Task statement
In the records below, some lines contain the word "crate". Copy each of them.

Information
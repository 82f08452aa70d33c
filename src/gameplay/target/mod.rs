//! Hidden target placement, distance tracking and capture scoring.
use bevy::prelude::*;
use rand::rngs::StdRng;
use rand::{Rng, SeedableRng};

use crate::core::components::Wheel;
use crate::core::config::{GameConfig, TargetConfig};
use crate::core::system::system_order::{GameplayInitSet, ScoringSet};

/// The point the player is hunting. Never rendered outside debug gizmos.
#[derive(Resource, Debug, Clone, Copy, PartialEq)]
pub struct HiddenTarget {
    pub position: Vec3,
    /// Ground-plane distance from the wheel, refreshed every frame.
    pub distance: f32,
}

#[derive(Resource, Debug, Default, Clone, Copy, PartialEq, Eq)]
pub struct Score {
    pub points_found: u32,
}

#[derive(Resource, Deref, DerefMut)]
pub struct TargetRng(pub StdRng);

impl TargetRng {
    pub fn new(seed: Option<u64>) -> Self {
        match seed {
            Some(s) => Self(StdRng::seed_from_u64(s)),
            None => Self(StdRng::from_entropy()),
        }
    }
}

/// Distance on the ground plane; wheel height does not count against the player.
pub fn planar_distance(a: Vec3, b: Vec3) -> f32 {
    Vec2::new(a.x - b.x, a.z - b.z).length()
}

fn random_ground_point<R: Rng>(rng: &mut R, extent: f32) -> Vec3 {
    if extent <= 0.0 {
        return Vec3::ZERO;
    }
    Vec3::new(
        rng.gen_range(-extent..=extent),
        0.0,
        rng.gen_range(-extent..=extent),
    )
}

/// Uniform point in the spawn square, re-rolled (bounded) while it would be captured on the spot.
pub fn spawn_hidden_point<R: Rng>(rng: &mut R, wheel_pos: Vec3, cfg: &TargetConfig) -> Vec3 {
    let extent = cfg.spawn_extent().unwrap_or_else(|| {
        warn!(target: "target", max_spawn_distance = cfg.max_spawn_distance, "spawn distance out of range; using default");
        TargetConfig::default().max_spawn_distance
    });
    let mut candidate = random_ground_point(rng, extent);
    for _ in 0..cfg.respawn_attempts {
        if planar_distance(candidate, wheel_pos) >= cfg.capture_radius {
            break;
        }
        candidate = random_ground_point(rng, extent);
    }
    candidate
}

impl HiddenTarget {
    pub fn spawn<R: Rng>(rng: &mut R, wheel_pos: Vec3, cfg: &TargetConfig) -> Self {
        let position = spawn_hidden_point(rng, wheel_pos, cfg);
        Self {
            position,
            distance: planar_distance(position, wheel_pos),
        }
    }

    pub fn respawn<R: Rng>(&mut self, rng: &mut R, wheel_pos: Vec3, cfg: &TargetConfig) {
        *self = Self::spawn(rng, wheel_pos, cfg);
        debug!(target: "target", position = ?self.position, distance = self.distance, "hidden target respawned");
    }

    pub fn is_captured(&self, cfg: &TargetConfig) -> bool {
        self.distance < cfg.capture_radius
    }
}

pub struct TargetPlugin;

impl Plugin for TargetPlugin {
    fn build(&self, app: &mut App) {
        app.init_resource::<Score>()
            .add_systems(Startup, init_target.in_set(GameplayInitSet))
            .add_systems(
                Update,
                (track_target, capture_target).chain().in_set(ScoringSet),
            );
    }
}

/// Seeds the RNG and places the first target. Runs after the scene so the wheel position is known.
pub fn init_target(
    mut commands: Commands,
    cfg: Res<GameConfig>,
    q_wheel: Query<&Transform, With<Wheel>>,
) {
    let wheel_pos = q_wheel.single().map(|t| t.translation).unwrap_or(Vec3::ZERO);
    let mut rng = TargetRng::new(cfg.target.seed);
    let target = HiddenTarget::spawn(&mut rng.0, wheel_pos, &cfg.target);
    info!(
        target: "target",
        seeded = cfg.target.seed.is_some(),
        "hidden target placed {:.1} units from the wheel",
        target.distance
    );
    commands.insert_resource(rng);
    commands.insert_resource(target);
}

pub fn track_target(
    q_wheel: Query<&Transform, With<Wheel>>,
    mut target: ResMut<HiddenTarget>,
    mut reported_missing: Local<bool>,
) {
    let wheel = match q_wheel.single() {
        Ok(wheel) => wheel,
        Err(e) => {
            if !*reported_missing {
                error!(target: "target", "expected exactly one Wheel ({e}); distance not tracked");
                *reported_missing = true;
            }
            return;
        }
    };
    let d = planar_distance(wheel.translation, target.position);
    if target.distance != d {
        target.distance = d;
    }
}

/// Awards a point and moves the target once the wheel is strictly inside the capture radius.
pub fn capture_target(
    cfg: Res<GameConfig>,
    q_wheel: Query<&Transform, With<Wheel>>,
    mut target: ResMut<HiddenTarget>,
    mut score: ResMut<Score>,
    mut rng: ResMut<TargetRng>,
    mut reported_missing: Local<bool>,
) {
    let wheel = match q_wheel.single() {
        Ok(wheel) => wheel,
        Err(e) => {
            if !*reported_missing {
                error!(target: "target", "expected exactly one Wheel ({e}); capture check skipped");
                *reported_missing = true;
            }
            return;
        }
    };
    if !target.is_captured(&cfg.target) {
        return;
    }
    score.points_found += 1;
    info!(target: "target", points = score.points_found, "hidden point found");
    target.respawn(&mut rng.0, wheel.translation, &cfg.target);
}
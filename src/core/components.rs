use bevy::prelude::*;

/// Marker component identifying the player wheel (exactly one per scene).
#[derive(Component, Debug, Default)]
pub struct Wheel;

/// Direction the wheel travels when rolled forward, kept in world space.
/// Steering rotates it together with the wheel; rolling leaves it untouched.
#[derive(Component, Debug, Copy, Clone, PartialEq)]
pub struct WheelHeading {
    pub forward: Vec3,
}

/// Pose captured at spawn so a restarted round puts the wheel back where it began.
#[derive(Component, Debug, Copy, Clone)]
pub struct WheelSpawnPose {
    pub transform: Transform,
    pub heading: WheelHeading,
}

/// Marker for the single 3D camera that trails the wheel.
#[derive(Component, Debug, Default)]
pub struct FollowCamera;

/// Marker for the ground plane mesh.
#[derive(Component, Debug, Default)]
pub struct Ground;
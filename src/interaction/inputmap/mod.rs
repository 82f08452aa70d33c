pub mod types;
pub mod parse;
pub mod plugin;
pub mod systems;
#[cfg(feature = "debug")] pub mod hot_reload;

Task result
use crate::core::components::Wheel;
use crate::core::config::{GameConfig, TargetConfig};
use crate::core::system::system_order::{GameplayInitSet, ScoringSet};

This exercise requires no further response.